# [Records provided]
//! Resolution of object specifications against a session.
//!
//! Everything that can fail on the specification itself (unknown types,
//! properties and malformed clauses) fails in [`resolve`], before a query runs.
//! The returned [`Cursor`] then yields results one by one, loading stored
//! elements into the session only as they are reached.

use std::collections::VecDeque;
use std::sync::Arc;

use rusqlite::types::Value as SqlValue;
use tracing::debug;

use crate::element::{Attribute, ElementKey};
use crate::error::{DinoError, Result};
use crate::naming::INSTANCE_NAME;
use crate::objectspec::{self, Clause, ClauseValue, ObjectSpec, SpecKind};
use crate::persist::quote;
use crate::schema::{EntityType, Property, Relation, WILDCARD};
use crate::session::Session;

#[derive(Debug, Clone)]
pub enum Resolved {
    Entity(Arc<EntityType>),
    Element(ElementKey),
    Attribute(Attribute),
}

impl Resolved {
    pub fn element(&self) -> Option<ElementKey> {
        match self {
            Resolved::Element(key) => Some(*key),
            _ => None,
        }
    }
}

enum Step {
    Ready(Resolved),
    /// A stored element, loaded when reached.
    Stored(Arc<EntityType>, i64),
}

/// Single pass over the results of a resolution.
pub struct Cursor<'s> {
    session: &'s mut Session,
    steps: VecDeque<Step>,
}

impl Iterator for Cursor<'_> {
    type Item = Result<Resolved>;

    fn next(&mut self) -> Option<Self::Item> {
        loop {
            match self.steps.pop_front()? {
                Step::Ready(resolved) => return Some(Ok(resolved)),
                Step::Stored(entity, id) => match self.session.load(&entity, id) {
                    Ok(Some(key)) if !self.session.elements[&key].deleted => {
                        return Some(Ok(Resolved::Element(key)));
                    }
                    // deleted in this session, or by someone else meanwhile
                    Ok(_) => continue,
                    Err(e) => return Some(Err(e)),
                },
            }
        }
    }
}

impl Session {
    /// Parses and resolves `text`, collecting every result.
    pub fn resolve(&mut self, text: &str) -> Result<Vec<Resolved>> {
        let spec = objectspec::parse(text, SpecKind::ALL)?;
        resolve(&spec, self)?.collect()
    }
}

pub fn resolve<'s>(spec: &ObjectSpec, session: &'s mut Session) -> Result<Cursor<'s>> {
    let span = session.span.clone();
    let _guard = span.enter();
    debug!(%spec, "resolving");
    let steps = match spec {
        ObjectSpec::EntityName { entity, instances: false } => session
            .schema
            .expand(entity)?
            .into_iter()
            .map(|e| Step::Ready(Resolved::Entity(e)))
            .collect(),
        ObjectSpec::EntityName { entity, instances: true } => {
            let mut steps = VecDeque::new();
            for entity in session.schema.expand(entity)? {
                steps.extend(all_of(session, &entity)?);
            }
            steps
        }
        ObjectSpec::ElementName { .. } | ObjectSpec::ElementId { .. } | ObjectSpec::ElementFormId { .. } => session
            .elements_for(spec)?
            .into_iter()
            .map(|k| Step::Ready(Resolved::Element(k)))
            .collect(),
        ObjectSpec::ElementQuery { entity, clauses } => query(session, entity, clauses)?,
        ObjectSpec::AttributeName {
            element,
            property,
            instances,
        } => attributes(session, element, property, *instances)?,
    };
    Ok(Cursor { session, steps })
}

/// Every live element of a type: new ones from the session, stored ones lazily.
fn all_of(session: &Session, entity: &Arc<EntityType>) -> Result<VecDeque<Step>> {
    let mut steps: VecDeque<Step> = session
        .elements
        .values()
        .filter(|e| e.entity == *entity && e.is_new() && !e.deleted)
        .map(|e| Step::Ready(Resolved::Element(e.key)))
        .collect();
    for id in session.persistor.all_ids(&session.conn, entity)? {
        steps.push_back(Step::Stored(Arc::clone(entity), id as i64));
    }
    Ok(steps)
}

fn attributes(session: &mut Session, owner: &ObjectSpec, property: &str, instances: bool) -> Result<VecDeque<Step>> {
    let candidates = session.schema.expand(owner.entity())?;
    let entities: Vec<Arc<EntityType>> = candidates
        .iter()
        .filter(|e| e.property(property).is_some())
        .cloned()
        .collect();
    if entities.is_empty() {
        return Err(DinoError::attribute(owner.entity(), property, "no such property"));
    }
    if instances && entities.iter().all(|e| matches!(e.property(property), Some(Property::Field(_)))) {
        return Err(DinoError::attribute(
            owner.entity(),
            property,
            "only relations have instances",
        ));
    }
    let mut owners = Vec::new();
    match owner {
        ObjectSpec::ElementQuery { entity, clauses } => {
            for step in query(session, entity, clauses)? {
                match step {
                    Step::Ready(Resolved::Element(key)) => owners.push(key),
                    Step::Stored(entity, id) => owners.extend(session.load(&entity, id)?),
                    Step::Ready(_) => {}
                }
            }
        }
        _ => owners = session.elements_for(owner)?,
    }
    let mut steps = VecDeque::new();
    for key in owners {
        let entity = Arc::clone(&session.elements[&key].entity);
        if session.elements[&key].deleted || !entities.contains(&entity) {
            continue;
        }
        let attribute = Attribute::new(key, entity, property)?;
        if !instances {
            steps.push_back(Step::Ready(Resolved::Attribute(attribute)));
            continue;
        }
        let members = if attribute.is_to_many() {
            session.members(key, property)?
        } else {
            session.linked(key, property)?.into_iter().collect()
        };
        steps.extend(members.into_iter().map(|k| Step::Ready(Resolved::Element(k))));
    }
    Ok(steps)
}

// ------------- Queries -------------
fn query(session: &mut Session, entity: &str, clauses: &[Clause]) -> Result<VecDeque<Step>> {
    let entities = session.schema.expand(entity)?;
    let wildcard = entity == WILDCARD;
    let mut steps = VecDeque::new();
    let mut first_error = None;
    let mut matched = false;
    for entity in entities {
        let compiled = match compile(session, &entity, clauses) {
            Ok(compiled) => compiled,
            // the wildcard keeps the types the clauses make sense for
            Err(e) if wildcard => {
                first_error.get_or_insert(e);
                continue;
            }
            Err(e) => return Err(e),
        };
        matched = true;
        debug!(sql = %compiled.sql, "element query");
        let ids = session.persistor.query_ids(&session.conn, &compiled.sql, &compiled.params)?;
        steps.extend(ids.into_iter().map(|id| Step::Stored(Arc::clone(&entity), id as i64)));
    }
    match first_error {
        Some(e) if !matched => Err(e),
        _ => Ok(steps),
    }
}

struct Join {
    name: String,
    entity: Arc<EntityType>,
    alias: String,
}

struct Compiled {
    sql: String,
    params: Vec<SqlValue>,
}

fn compile(session: &mut Session, entity: &Arc<EntityType>, clauses: &[Clause]) -> Result<Compiled> {
    let mut joins = vec![Join {
        name: entity.name().to_string(),
        entity: Arc::clone(entity),
        alias: "t0".to_string(),
    }];
    let mut join_sql = String::new();
    let mut predicates = Vec::new();
    let mut params = Vec::new();
    for clause in clauses {
        match clause {
            Clause::Join(name) => {
                join(session, &mut joins, &mut join_sql, name, clause)?;
            }
            Clause::Equals { join: target, property, value } => {
                let index = match target {
                    Some(name) => join(session, &mut joins, &mut join_sql, name, clause)?,
                    None => 0,
                };
                let (column, param) = predicate(session, &joins[index].entity, property, value, clause)?;
                let column = format!("{}.{}", joins[index].alias, quote(&column));
                match param {
                    Some(param) => {
                        predicates.push(format!("{column} = ?"));
                        params.push(param);
                    }
                    None => predicates.push(format!("{column} is null")),
                }
            }
        }
    }
    let mut sql = format!("select distinct t0.id from {} t0{join_sql}", quote(entity.table()));
    if !predicates.is_empty() {
        sql.push_str(" where ");
        sql.push_str(&predicates.join(" and "));
    }
    sql.push_str(" order by t0.id");
    Ok(Compiled { sql, params })
}

/// Index of the join called `name`, adding it when needed. A name is first
/// looked up as a relation of the joined types, then as an entity type related
/// to one of them.
fn join(session: &Session, joins: &mut Vec<Join>, sql: &mut String, name: &str, clause: &Clause) -> Result<usize> {
    if let Some(index) = joins.iter().position(|j| j.name == name) {
        return Ok(index);
    }
    let mut found: Option<(usize, &Relation)> = None;
    for (index, joined) in joins.iter().enumerate() {
        if let Some(relation) = joined.entity.relation(name) {
            found = Some((index, relation));
            break;
        }
    }
    let by_type = session.schema.entity(name).ok();
    if found.is_none() {
        if let Some(target) = by_type {
            'outer: for (index, joined) in joins.iter().enumerate() {
                for relation in joined.entity.relations() {
                    if relation.target == target.name() {
                        found = Some((index, relation));
                        break 'outer;
                    }
                }
            }
        }
    }
    let Some((from, relation)) = found else {
        return Err(DinoError::clause(
            &clause.to_string(),
            format!("'{name}' is neither a relation nor a related entity type"),
        ));
    };
    let target = session.entity_type(&relation.target)?;
    let alias = format!("t{}", joins.len());
    let on = match relation.inverse() {
        None => format!("{alias}.id = {}.{}", joins[from].alias, quote(&relation.column())),
        Some(inverse) => format!("{alias}.{} = {}.id", quote(&format!("{inverse}_id")), joins[from].alias),
    };
    sql.push_str(&format!(" join {} {alias} on {on}", quote(target.table())));
    joins.push(Join {
        name: name.to_string(),
        entity: target,
        alias,
    });
    Ok(joins.len() - 1)
}

/// Column and parameter for `property = value`; no parameter means `is null`.
fn predicate(
    session: &mut Session,
    entity: &EntityType,
    property: &str,
    value: &ClauseValue,
    clause: &Clause,
) -> Result<(String, Option<SqlValue>)> {
    let text = match value {
        ClauseValue::Null => None,
        ClauseValue::Text(text) => Some(text.as_str()),
    };
    if property == INSTANCE_NAME {
        return Ok((property.to_string(), text.map(|t| SqlValue::Text(t.to_string()))));
    }
    if property == "id" {
        let id = match text {
            Some(t) => Some(SqlValue::Integer(
                t.parse()
                    .map_err(|_| DinoError::clause(&clause.to_string(), format!("'{t}' is not an id")))?,
            )),
            None => None,
        };
        return Ok((property.to_string(), id));
    }
    match entity.require_property(property)? {
        Property::Field(field) => {
            let Some(text) = text else {
                return Ok((field.name.clone(), None));
            };
            let value = field
                .field_type
                .coerce_literal(&field.name, text)
                .map_err(|e| DinoError::clause(&clause.to_string(), e.to_string()))?;
            Ok((field.name.clone(), Some(value.to_sql())))
        }
        Property::Relation(relation) if relation.is_to_one() => {
            let Some(text) = text else {
                return Ok((relation.column(), None));
            };
            let key = session.resolve_target(&relation.target, text)?;
            // an element that is not stored yet matches nothing
            let id = session.elements[&key].id.unwrap_or(-1);
            Ok((relation.column(), Some(SqlValue::Integer(id))))
        }
        Property::Relation(relation) => Err(DinoError::clause(
            &clause.to_string(),
            format!("'{}' is a to-many relation, join it instead", relation.name),
        )),
    }
}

# [Task goal]
In the listing above, locate the line containing "let entities = session.schema.expand(entity)?;" and the line containing "Some(e) if !matched". Transcribe those two lines and everything between them, exactly as written.

# [Solution below]
    let entities = session.schema.expand(entity)?;
    let wildcard = entity == WILDCARD;
    let mut steps = VecDeque::new();
    let mut first_error = None;
    let mut matched = false;
    for entity in entities {
        let compiled = match compile(session, &entity, clauses) {
            Ok(compiled) => compiled,
            // the wildcard keeps the types the clauses make sense for
            Err(e) if wildcard => {
                first_error.get_or_insert(e);
                continue;
            }
            Err(e) => return Err(e),
        };
        matched = true;
        debug!(sql = %compiled.sql, "element query");
        let ids = session.persistor.query_ids(&session.conn, &compiled.sql, &compiled.params)?;
        steps.extend(ids.into_iter().map(|id| Step::Stored(Arc::clone(&entity), id as i64)));
    }
    match first_error {
        Some(e) if !matched => Err(e),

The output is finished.